Wherever the word "CampaignDraft" appears in a line of the records, copy that line.

_Collected data_
◆ ◆ ◆ ◆ ◆ ◆ ◆
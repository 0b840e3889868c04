//! Error handling for the Zellie inference bridge

use thiserror::Error;

#[derive(Error, Debug)]
pub enum ZellieError {
    #[error("IO error: {0}")]
    Io(#[from] std::io::Error),

    #[error("Model loading error: {0}")]
    ModelLoad(String),

    #[error("Inference error: {0}")]
    Inference(String),

    #[error("Invalid argument: {0}")]
    InvalidArgument(String),

    #[error("Model not found: {0}")]
    ModelNotFound(String),

    #[error("Configuration error: {0}")]
    Configuration(String),

    #[error("Download error: {0}")]
    Download(String),

    #[error("Serialization error: {0}")]
    Serialization(#[from] serde_json::Error),
}

pub type Result<T> = std::result::Result<T, ZellieError>;

impl ZellieError {
    pub fn is_model_load(&self) -> bool {
        matches!(self, ZellieError::ModelLoad(_))
    }

    pub fn is_inference(&self) -> bool {
        matches!(self, ZellieError::Inference(_))
    }

    pub fn is_invalid_argument(&self) -> bool {
        matches!(self, ZellieError::InvalidArgument(_))
    }
}

/// Candle errors raised outside of model loading surface as inference failures.
/// Loading code maps its candle errors to `ModelLoad` explicitly.
impl From<candle_core::Error> for ZellieError {
    fn from(err: candle_core::Error) -> Self {
        ZellieError::Inference(err.to_string())
    }
}
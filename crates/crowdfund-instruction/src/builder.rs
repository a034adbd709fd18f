use crowdfund_types::{CampaignDraft, Pubkey};
use solana_sdk::instruction::{AccountMeta, Instruction};
use solana_sdk::system_program;

use crate::error::InstructionResult;
use crate::instruction::CrowdfundInstruction;

/// Build a Create instruction.
///
/// `payer` becomes the campaign creator. The record starts with zero
/// raised, zero donors, active, not withdrawn, and `created_at = now`.
pub fn create_campaign(
    program_id: &Pubkey,
    payer: &Pubkey,
    campaign_account: &Pubkey,
    draft: CampaignDraft,
    now: i64,
) -> InstructionResult<Instruction> {
    let campaign = draft.into_campaign(*payer, now)?;
    let data = CrowdfundInstruction::Create(campaign).pack()?;
    Ok(Instruction {
        program_id: *program_id,
        accounts: vec![
            AccountMeta::new(*payer, true),
            AccountMeta::new(*campaign_account, false),
            AccountMeta::new_readonly(system_program::ID, false),
        ],
        data,
    })
}

/// Build a Donate instruction moving `amount` lamports from `donor` into
/// `campaign`, recorded in `tracking`.
pub fn donate(
    program_id: &Pubkey,
    donor: &Pubkey,
    campaign: &Pubkey,
    tracking: &Pubkey,
    amount: u64,
) -> InstructionResult<Instruction> {
    let data = CrowdfundInstruction::Donate { amount }.pack()?;
    Ok(Instruction {
        program_id: *program_id,
        accounts: vec![
            AccountMeta::new(*donor, true),
            AccountMeta::new(*campaign, false),
            AccountMeta::new(*tracking, false),
            AccountMeta::new_readonly(system_program::ID, false),
        ],
        data,
    })
}
use std::time::Duration;

use crowdfund_rpc::RpcConnection;
use crowdfund_signer::TransactionSigner;
use solana_sdk::instruction::Instruction;
use solana_sdk::signature::Signature;

use crate::error::{ClientError, ClientResult};
use crate::submitter::TransactionSubmitter;

/// How often to rebuild and resubmit after a stale-blockhash rejection.
#[derive(Clone, Copy, Debug, PartialEq, Eq)]
pub struct RetryPolicy {
    /// Total submissions, including the first. Zero behaves like one.
    pub max_attempts: u32,
    /// Pause before each resubmission.
    pub backoff: Duration,
}

impl Default for RetryPolicy {
    fn default() -> Self {
        Self {
            max_attempts: 3,
            backoff: Duration::from_millis(500),
        }
    }
}

impl RetryPolicy {
    pub fn new(max_attempts: u32, backoff: Duration) -> Self {
        Self {
            max_attempts,
            backoff,
        }
    }
}

impl<R: RpcConnection + ?Sized> TransactionSubmitter<'_, R> {
    /// [`submit`](Self::submit) with a deadline on the whole call.
    ///
    /// On expiry the local wait is abandoned. A transaction that was already
    /// broadcast may still land.
    pub async fn submit_with_timeout(
        &self,
        instructions: &[Instruction],
        signer: &dyn TransactionSigner,
        timeout: Duration,
    ) -> ClientResult<Signature> {
        tokio::time::timeout(timeout, self.submit(instructions, signer))
            .await
            .map_err(|_| ClientError::ConfirmationTimeout(timeout))?
    }

    /// [`submit`](Self::submit), rebuilding the transaction with a fresh
    /// blockhash whenever the ledger rejects the previous one as stale.
    ///
    /// Any other error is returned at once.
    pub async fn submit_with_retry(
        &self,
        instructions: &[Instruction],
        signer: &dyn TransactionSigner,
        policy: &RetryPolicy,
    ) -> ClientResult<Signature> {
        let max_attempts = policy.max_attempts.max(1);
        let mut attempt = 1;
        loop {
            match self.submit(instructions, signer).await {
                Err(err) if err.is_stale_blockhash() && attempt < max_attempts => {
                    tracing::warn!(attempt, max_attempts, error = %err, "stale blockhash, resubmitting");
                    tokio::time::sleep(policy.backoff).await;
                    attempt += 1;
                }
                result => return result,
            }
        }
    }
}
use std::time::Duration;

use crowdfund_codec::DecodeError;
use crowdfund_instruction::InstructionError;
use crowdfund_rpc::RpcError;
use crowdfund_signer::SignerError;
use crowdfund_types::{Pubkey, TypeError};
use thiserror::Error;

#[derive(Debug, Error)]
pub enum ClientError {
    #[error("signer is not connected")]
    NotConnected,

    #[error("account {address} is not decodable: {source}")]
    Decode {
        address: Pubkey,
        #[source]
        source: DecodeError,
    },

    #[error("invalid input: {0}")]
    InvalidInput(#[from] TypeError),

    #[error("invalid instruction: {0}")]
    Instruction(#[from] InstructionError),

    #[error("transaction is {size} bytes, limit is {limit}")]
    TransactionTooLarge { size: u64, limit: usize },

    #[error("network error: {0}")]
    Network(#[from] RpcError),

    #[error("signing failed: {0}")]
    Signing(#[from] SignerError),

    #[error("confirmation not observed within {0:?}")]
    ConfirmationTimeout(Duration),

    #[error("invalid configuration: {0}")]
    Config(String),

    #[error("internal error: {0}")]
    Internal(String),
}

/// Coarse classification for callers deciding how to react to a failure.
#[derive(Clone, Copy, Debug, PartialEq, Eq, Hash)]
pub enum ErrorKind {
    /// An account buffer was malformed or truncated.
    Decode,
    /// No signer was available; nothing was sent.
    Precondition,
    /// Transport failure or remote rejection.
    Network,
    /// The caller's wait for confirmation ran out.
    ConfirmationTimeout,
    /// Local input or configuration checks failed; nothing was sent.
    Validation,
    /// The signer refused or failed to sign.
    Signing,
}

impl ClientError {
    pub fn kind(&self) -> ErrorKind {
        match self {
            Self::NotConnected | Self::Signing(SignerError::NotConnected) => ErrorKind::Precondition,
            Self::Decode { .. } => ErrorKind::Decode,
            Self::InvalidInput(_)
            | Self::Instruction(_)
            | Self::TransactionTooLarge { .. }
            | Self::Config(_) => ErrorKind::Validation,
            Self::Network(_) | Self::Internal(_) => ErrorKind::Network,
            Self::Signing(_) => ErrorKind::Signing,
            Self::ConfirmationTimeout(_) => ErrorKind::ConfirmationTimeout,
        }
    }

    /// Returns `true` when the ledger rejected the transaction's blockhash as
    /// stale and a rebuilt transaction may succeed.
    pub fn is_stale_blockhash(&self) -> bool {
        matches!(self, Self::Network(err) if err.is_stale_blockhash())
    }
}

pub type ClientResult<T> = Result<T, ClientError>;
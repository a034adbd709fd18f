use crowdfund_rpc::RpcConfig;
use crowdfund_types::Pubkey;
use serde::{Deserialize, Serialize};

use crate::error::{ClientError, ClientResult};

/// Client settings, fixed for the lifetime of a [`CrowdfundClient`].
///
/// [`CrowdfundClient`]: crate::CrowdfundClient
#[derive(Clone, Debug, PartialEq, Eq, Serialize, Deserialize)]
pub struct ClientConfig {
    /// Address of the deployed crowdfunding program.
    #[serde(with = "pubkey_serde")]
    pub program_id: Pubkey,
    #[serde(default)]
    pub rpc: RpcConfig,
    #[serde(default)]
    pub discovery: DiscoveryConfig,
}

impl ClientConfig {
    pub fn new(program_id: Pubkey) -> Self {
        Self {
            program_id,
            rpc: RpcConfig::default(),
            discovery: DiscoveryConfig::default(),
        }
    }

    pub fn with_rpc(mut self, rpc: RpcConfig) -> Self {
        self.rpc = rpc;
        self
    }

    /// Parse a TOML document.
    ///
    /// ```toml
    /// program_id = "Crowd11111111111111111111111111111111111111"
    ///
    /// [rpc]
    /// endpoint = "https://api.devnet.solana.com"
    /// commitment = "finalized"
    /// poll_interval = 250
    /// ```
    pub fn from_toml_str(input: &str) -> ClientResult<Self> {
        toml::from_str(input).map_err(|e| ClientError::Config(e.to_string()))
    }

    pub fn to_toml_string(&self) -> ClientResult<String> {
        toml::to_string(self).map_err(|e| ClientError::Config(e.to_string()))
    }
}

/// Account scan settings.
#[derive(Clone, Debug, Default, PartialEq, Eq, Serialize, Deserialize)]
#[serde(default)]
pub struct DiscoveryConfig {
    /// Only return campaign accounts whose data is exactly this many bytes.
    /// Campaign records are variable length, so leaving this unset is the
    /// only way to see every campaign.
    pub size_filter: Option<u64>,
}

mod pubkey_serde {
    use std::str::FromStr;

    use crowdfund_types::Pubkey;
    use serde::{Deserialize, Deserializer, Serializer};

    pub fn serialize<S>(key: &Pubkey, serializer: S) -> Result<S::Ok, S::Error>
    where
        S: Serializer,
    {
        serializer.serialize_str(&key.to_string())
    }

    pub fn deserialize<'de, D>(deserializer: D) -> Result<Pubkey, D::Error>
    where
        D: Deserializer<'de>,
    {
        let s = String::deserialize(deserializer)?;
        Pubkey::from_str(&s).map_err(|e| serde::de::Error::custom(format!("invalid program id {s:?}: {e}")))
    }
}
◆ ◆ ◆ ◆ ◆ ◆ ◆
_PROBLEM SOLUTION_
use crowdfund_types::{CampaignDraft, Pubkey};
    draft: CampaignDraft,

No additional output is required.